*Work order*: Sort through the data and copy the lines holding the word "query".
Data shown below:
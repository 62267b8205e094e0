#![forbid(unsafe_code)]

//! Identifiers and the error type shared by every layer of the bridge.

use std::fmt;

use serde::{Deserialize, Serialize};

/// Identity of the server node executing a query.
///
/// The node id is folded into the composition uids rendered by the select
/// binder (`<composition>::<node>::<version>`).
#[derive(Clone, Eq, PartialEq, Ord, PartialOrd, Hash, Debug, Serialize, Deserialize)]
#[serde(transparent)]
pub struct NodeId(pub String);

impl NodeId {
    /// Wraps a node name.
    pub fn new(name: impl Into<String>) -> Self {
        NodeId(name.into())
    }

    /// Returns the node name.
    pub fn as_str(&self) -> &str {
        &self.0
    }
}

impl Default for NodeId {
    fn default() -> Self {
        NodeId("local.ehrserver".to_owned())
    }
}

impl fmt::Display for NodeId {
    fn fmt(&self, f: &mut fmt::Formatter<'_>) -> fmt::Result {
        f.write_str(&self.0)
    }
}

impl From<&str> for NodeId {
    fn from(value: &str) -> Self {
        NodeId(value.to_owned())
    }
}

/// Errors surfaced by query translation and execution.
#[derive(thiserror::Error, Debug)]
pub enum BridgeError {
    /// The containment set could not be resolved.
    #[error("containment resolution failed: {0}")]
    Resolution(String),
    /// A binder could not build a fragment for a template.
    #[error("cannot bind template '{template_id}': {reason}")]
    Binding {
        /// Template the fragment was requested for.
        template_id: String,
        /// Binder-supplied reason.
        reason: String,
    },
    /// The relational backend rejected the statement.
    #[error("statement rejected: {0}")]
    Execution(String),
    /// Malformed query or statement.
    #[error("invalid argument: {0}")]
    Invalid(&'static str),
    /// Malformed query or statement with a formatted message.
    #[error("invalid argument: {0}")]
    InvalidOwned(String),
    /// Configuration could not be loaded.
    #[error("config: {0}")]
    Config(String),
    /// I/O failure.
    #[error("IO: {0}")]
    Io(#[from] std::io::Error),
    /// JSON (de)serialization failure.
    #[error("JSON: {0}")]
    Json(#[from] serde_json::Error),
}

impl BridgeError {
    /// Builds a [`BridgeError::Binding`] for the given template.
    pub fn binding(template_id: impl Into<String>, reason: impl Into<String>) -> Self {
        BridgeError::Binding {
            template_id: template_id.into(),
            reason: reason.into(),
        }
    }

    /// Returns a machine-readable code for the error variant.
    pub fn code(&self) -> &'static str {
        match self {
            BridgeError::Resolution(_) => "ResolutionError",
            BridgeError::Binding { .. } => "BindingError",
            BridgeError::Execution(_) => "ExecutionError",
            BridgeError::Invalid(_) | BridgeError::InvalidOwned(_) => "InvalidArgument",
            BridgeError::Config(_) => "ConfigError",
            BridgeError::Io(_) => "IoError",
            BridgeError::Json(_) => "JsonError",
        }
    }
}

/// Result alias used throughout the crate.
pub type Result<T> = std::result::Result<T, BridgeError>;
End of Data shown.
*Exercise result*:
/// Identity of the server node executing a query.
/// Errors surfaced by query translation and execution.
    /// Malformed query or statement.
    /// Malformed query or statement with a formatted message.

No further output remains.